▸ **The problem**
Filter the lines below, copying only those with the string "InvalidConfig".

·····

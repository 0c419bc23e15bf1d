//! Error types for the economy and combat core.
//!
//! Every failure is rejected before the first mutation of owner state, so a
//! returned error always means "nothing changed".

use serde::Serialize;
use thiserror::Error;

use crate::catalog::{AssetId, TypeClass};
use crate::realm::OwnerId;
use crate::resources::ResourceKind;

/// Result type alias using [`GameError`].
pub type Result<T> = std::result::Result<T, GameError>;

/// Broad classification of a [`GameError`].
#[derive(Debug, Clone, Copy, PartialEq, Eq, Hash, Serialize)]
pub enum ErrorKind {
    /// Malformed input, rejected before any lookup of owner state.
    Validation,
    /// Well-formed request that the game rules forbid right now.
    Policy,
    /// Request that refers to state which does not exist or has moved on.
    State,
}

/// Top-level error type for all core operations.
#[derive(Debug, Error, PartialEq, Eq)]
pub enum GameError {
    /// A quantity of zero was requested.
    #[error("Quantity must be greater than zero")]
    ZeroQuantity,

    /// The reserved null identifier (0) was passed.
    #[error("Null identifier passed for {0}")]
    NullIdentifier(&'static str),

    /// The catalog has no spec for this asset.
    #[error("Unknown asset: {0}")]
    UnknownAsset(AssetId),

    /// An army entry refers to an asset that cannot fight.
    #[error("Asset {0} is not a unit")]
    NotAUnit(AssetId),

    /// An army had no units, or its id/quantity lists had different lengths.
    #[error("Army is empty or malformed")]
    EmptyArmy,

    /// An owner tried to attack itself.
    #[error("Owner {0} cannot attack itself")]
    SelfAttack(OwnerId),

    /// The clock was asked to move backwards.
    #[error("Time cannot move backwards: now {now}, requested {requested}")]
    TimeWentBackwards {
        /// Current tick.
        now: u64,
        /// Requested tick.
        requested: u64,
    },

    /// A checked multiplication or addition overflowed.
    #[error("Arithmetic overflow while computing {0}")]
    ArithmeticOverflow(&'static str),

    /// Prerequisites for the asset are not owned.
    #[error("Requirements not met for asset {0}")]
    RequirementNotMet(AssetId),

    /// A single-instance asset class is already owned or queued.
    #[error("Asset {asset} conflicts with an owned or queued member of {class}")]
    DuplicateTypeClass {
        /// Requested asset.
        asset: AssetId,
        /// Its uniqueness class.
        class: TypeClass,
    },

    /// Balance is too low.
    #[error("Insufficient resources: need {required} {resource}, have {available}")]
    InsufficientResources {
        /// Resource kind.
        resource: ResourceKind,
        /// Amount required.
        required: u64,
        /// Amount available after payout.
        available: u64,
    },

    /// The attacker asked for more units than are ready.
    #[error("Insufficient units of {unit}: requested {requested}, ready {available}")]
    InsufficientUnits {
        /// Unit asset.
        unit: AssetId,
        /// Requested quantity.
        requested: u32,
        /// Ready quantity.
        available: u32,
    },

    /// The attacker is still cooling down.
    #[error("Owner is on cooldown until tick {until}")]
    OnCooldown {
        /// First tick at which the owner may attack again.
        until: u64,
    },

    /// Points are out of range and no revenge flag applies.
    #[error("Target is outside the attacker's points range")]
    NotInPointsRange,

    /// No batch with this asset at this queue index.
    #[error("No batch of asset {asset} at queue index {index}")]
    BatchNotFound {
        /// Requested asset.
        asset: AssetId,
        /// Requested queue index.
        index: usize,
    },

    /// The batch has already finished production.
    #[error("Batch at queue index {index} already completed")]
    AlreadyCompleted {
        /// Queue index of the batch.
        index: usize,
    },

    /// The owner has no village.
    #[error("Unknown owner: {0}")]
    UnknownOwner(OwnerId),

    /// The owner already has a village.
    #[error("Owner {0} is already registered")]
    OwnerExists(OwnerId),

    /// Data file parsing error.
    #[error("Failed to parse data '{path}': {message}")]
    DataParseError {
        /// Source of the data.
        path: String,
        /// Error message.
        message: String,
    },

    /// Configuration values are inconsistent.
    #[error("Invalid configuration: {0}")]
    InvalidConfig(String),

    /// Invalid stored state.
    #[error("Invalid state: {0}")]
    InvalidState(String),
}

impl GameError {
    /// Classify this error.
    #[must_use]
    pub const fn kind(&self) -> ErrorKind {
        match self {
            Self::ZeroQuantity
            | Self::NullIdentifier(_)
            | Self::UnknownAsset(_)
            | Self::NotAUnit(_)
            | Self::EmptyArmy
            | Self::SelfAttack(_)
            | Self::TimeWentBackwards { .. }
            | Self::ArithmeticOverflow(_) => ErrorKind::Validation,
            Self::RequirementNotMet(_)
            | Self::DuplicateTypeClass { .. }
            | Self::InsufficientResources { .. }
            | Self::InsufficientUnits { .. }
            | Self::OnCooldown { .. }
            | Self::NotInPointsRange => ErrorKind::Policy,
            Self::BatchNotFound { .. }
            | Self::AlreadyCompleted { .. }
            | Self::UnknownOwner(_)
            | Self::OwnerExists(_)
            | Self::DataParseError { .. }
            | Self::InvalidConfig(_)
            | Self::InvalidState(_) => ErrorKind::State,
        }
    }
}

#[cfg(test)]
mod tests {
    use super::*;

    #[test]
    fn test_error_kinds() {
        assert_eq!(GameError::ZeroQuantity.kind(), ErrorKind::Validation);
        assert_eq!(GameError::EmptyArmy.kind(), ErrorKind::Validation);
        assert_eq!(GameError::NotInPointsRange.kind(), ErrorKind::Policy);
        assert_eq!(
            GameError::RequirementNotMet(AssetId(3)).kind(),
            ErrorKind::Policy
        );
        assert_eq!(
            GameError::AlreadyCompleted { index: 0 }.kind(),
            ErrorKind::State
        );
    }

    #[test]
    fn test_error_display() {
        let err = GameError::InsufficientResources {
            resource: ResourceKind::Gold,
            required: 500,
            available: 120,
        };
        assert_eq!(
            err.to_string(),
            "Insufficient resources: need 500 gold, have 120"
        );
        assert_eq!(
            GameError::BatchNotFound {
                asset: AssetId(7),
                index: 2
            }
            .to_string(),
            "No batch of asset #7 at queue index 2"
        );
    }
}
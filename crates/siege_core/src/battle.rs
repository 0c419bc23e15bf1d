//! Attacks between owners.
//!
//! Glue between the matchmaking gate, owner holdings and the pure combat
//! calculation. Everything is validated before either side is touched.

use serde::{Deserialize, Serialize};

use crate::catalog::{AssetCatalog, AssetId};
use crate::combat::{resolve_combat, BattleOutcome, Combatant, Loss};
use crate::error::{GameError, Result};
use crate::matchmaking::AttackClearance;
use crate::points::PointsLedger;
use crate::realm::{
    capacity_of, holdings_view, refresh_rates, refreshed_account, settle_state, OwnerId, OwnerState,
    Realm,
};
use crate::requirements::RequirementGraph;
use crate::resources::{ResourceKind, ResourcePair};
use crate::Tick;

/// Everything that happened in one attack.
#[derive(Debug, Clone, PartialEq, Eq, Serialize, Deserialize)]
pub struct BattleReport {
    /// Attacking owner.
    pub attacker: OwnerId,
    /// Defending owner.
    pub defender: OwnerId,
    /// Tick of the battle.
    pub tick: Tick,
    /// Why the attack was allowed.
    pub clearance: AttackClearance,
    /// Pure battle result.
    pub outcome: BattleOutcome,
    /// Stolen resources the attacker could actually store. The defender
    /// loses exactly this much to theft.
    pub loot_kept: ResourcePair,
    /// Salvage the defender could actually store.
    pub salvage_kept: ResourcePair,
    /// Defender gold and crystal after theft and salvage.
    pub defender_balance: ResourcePair,
}

impl<C: AssetCatalog, R: RequirementGraph, P: PointsLedger> Realm<C, R, P> {
    /// Check whether `attacker` may attack `defender` right now.
    ///
    /// # Errors
    ///
    /// Identity errors for null, unknown or identical owners, then
    /// [`GameError::OnCooldown`] or [`GameError::NotInPointsRange`].
    pub fn can_attack(&self, attacker: OwnerId, defender: OwnerId) -> Result<AttackClearance> {
        self.state(attacker)?;
        self.state(defender)?;
        if attacker == defender {
            return Err(GameError::SelfAttack(attacker));
        }
        let points = (
            self.points.get_points(attacker),
            self.points.get_points(defender),
        );
        self.matches.check(
            attacker,
            defender,
            self.now,
            points,
            &self.config.match_rules(),
        )
    }

    /// Send `quantities[i]` of `units[i]` against `defender`'s whole army.
    ///
    /// Both owners are settled first. Casualties leave inventory, stolen
    /// resources move from defender to attacker and the defender receives
    /// salvage, all clamped to post-battle capacity. Loot that does not fit
    /// the attacker's storage is never taken from the defender.
    pub fn attack(
        &mut self,
        attacker: OwnerId,
        defender: OwnerId,
        units: &[AssetId],
        quantities: &[u32],
    ) -> Result<BattleReport> {
        let clearance = self.can_attack(attacker, defender)?;
        let attacker_army = self.muster(attacker, units, quantities)?;

        let defender_state = self.state(defender)?;
        let defender_army = self.garrison(defender_state);
        let (defender_account, _) =
            refreshed_account(&self.catalog, &self.config, defender_state, self.now);

        let outcome = resolve_combat(
            &attacker_army,
            &defender_army,
            defender_account.balances.renewable(),
            self.config.battle_modifiers(),
        )?;

        // Nothing below can fail.
        let now = self.now;
        let mut loot_kept = ResourcePair::ZERO;
        if let Some(state) = self.owners.get_mut(&attacker) {
            settle_state(&self.catalog, &self.config, state, now);
            apply_losses(state, &outcome.attacker_losses);
            refresh_rates(&self.catalog, &self.config, state);
            let capacity = capacity_of(&self.catalog, self.config.base_capacity, &state.inventory);
            loot_kept = ResourcePair::new(
                state
                    .account
                    .credit(ResourceKind::Gold, outcome.stolen.gold, capacity),
                state
                    .account
                    .credit(ResourceKind::Crystal, outcome.stolen.crystal, capacity),
            );
        }

        let mut salvage_kept = ResourcePair::ZERO;
        let mut defender_balance = ResourcePair::ZERO;
        if let Some(state) = self.owners.get_mut(&defender) {
            settle_state(&self.catalog, &self.config, state, now);
            apply_losses(state, &outcome.defender_losses);
            refresh_rates(&self.catalog, &self.config, state);
            let capacity = capacity_of(&self.catalog, self.config.base_capacity, &state.inventory);
            let balances = &mut state.account.balances;
            // Loot the attacker had no room for stays with the defender.
            balances.gold = balances.gold.saturating_sub(loot_kept.gold);
            balances.crystal = balances.crystal.saturating_sub(loot_kept.crystal);
            salvage_kept = ResourcePair::new(
                state
                    .account
                    .credit(ResourceKind::Gold, outcome.reward.gold, capacity),
                state
                    .account
                    .credit(ResourceKind::Crystal, outcome.reward.crystal, capacity),
            );
            state.account.clamp_to(capacity);
            defender_balance = state.account.balances.renewable();
        }

        self.matches.record_attack(
            attacker,
            defender,
            now,
            clearance,
            &self.config.match_rules(),
        );

        tracing::info!(
            attacker = %attacker,
            defender = %defender,
            tick = now,
            ?clearance,
            attacker_casualties = outcome.attacker_casualties(),
            defender_casualties = outcome.defender_casualties(),
            stolen_gold = outcome.stolen.gold,
            stolen_crystal = outcome.stolen.crystal,
            "Battle resolved"
        );

        Ok(BattleReport {
            attacker,
            defender,
            tick: now,
            clearance,
            outcome,
            loot_kept,
            salvage_kept,
            defender_balance,
        })
    }

    /// Validate an attack order against the attacker's holdings.
    fn muster(&self, owner: OwnerId, units: &[AssetId], quantities: &[u32]) -> Result<Vec<Combatant>> {
        if units.len() != quantities.len() || quantities.iter().all(|&q| q == 0) {
            return Err(GameError::EmptyArmy);
        }
        let holdings = holdings_view(&self.catalog, self.state(owner)?, self.now);

        let mut army: Vec<Combatant> = Vec::with_capacity(units.len());
        for (&unit, &quantity) in units.iter().zip(quantities) {
            let spec = self.spec(unit)?;
            if !spec.is_unit() {
                return Err(GameError::NotAUnit(unit));
            }
            if quantity == 0 {
                continue;
            }
            match army.iter_mut().find(|c| c.unit == unit) {
                Some(existing) => {
                    existing.quantity = existing.quantity.saturating_add(quantity);
                }
                None => army.push(Combatant::from_spec(spec, quantity)),
            }
        }

        for combatant in &army {
            let available = holdings.quantity(combatant.unit);
            if combatant.quantity > available {
                return Err(GameError::InsufficientUnits {
                    unit: combatant.unit,
                    requested: combatant.quantity,
                    available,
                });
            }
        }
        Ok(army)
    }

    /// Every unit the defender holds, in asset id order.
    fn garrison(&self, state: &OwnerState) -> Vec<Combatant> {
        holdings_view(&self.catalog, state, self.now)
            .iter()
            .filter_map(|(asset, quantity)| {
                self.catalog
                    .get_spec(asset)
                    .filter(|spec| spec.is_unit())
                    .map(|spec| Combatant::from_spec(spec, quantity))
            })
            .collect()
    }
}

fn apply_losses(state: &mut OwnerState, losses: &[Loss]) {
    for loss in losses.iter().filter(|l| l.quantity > 0) {
        state.inventory.remove(loss.unit, loss.quantity);
    }
}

·····

▸ **Task answer**
    InvalidConfig(String),
            | Self::InvalidConfig(_)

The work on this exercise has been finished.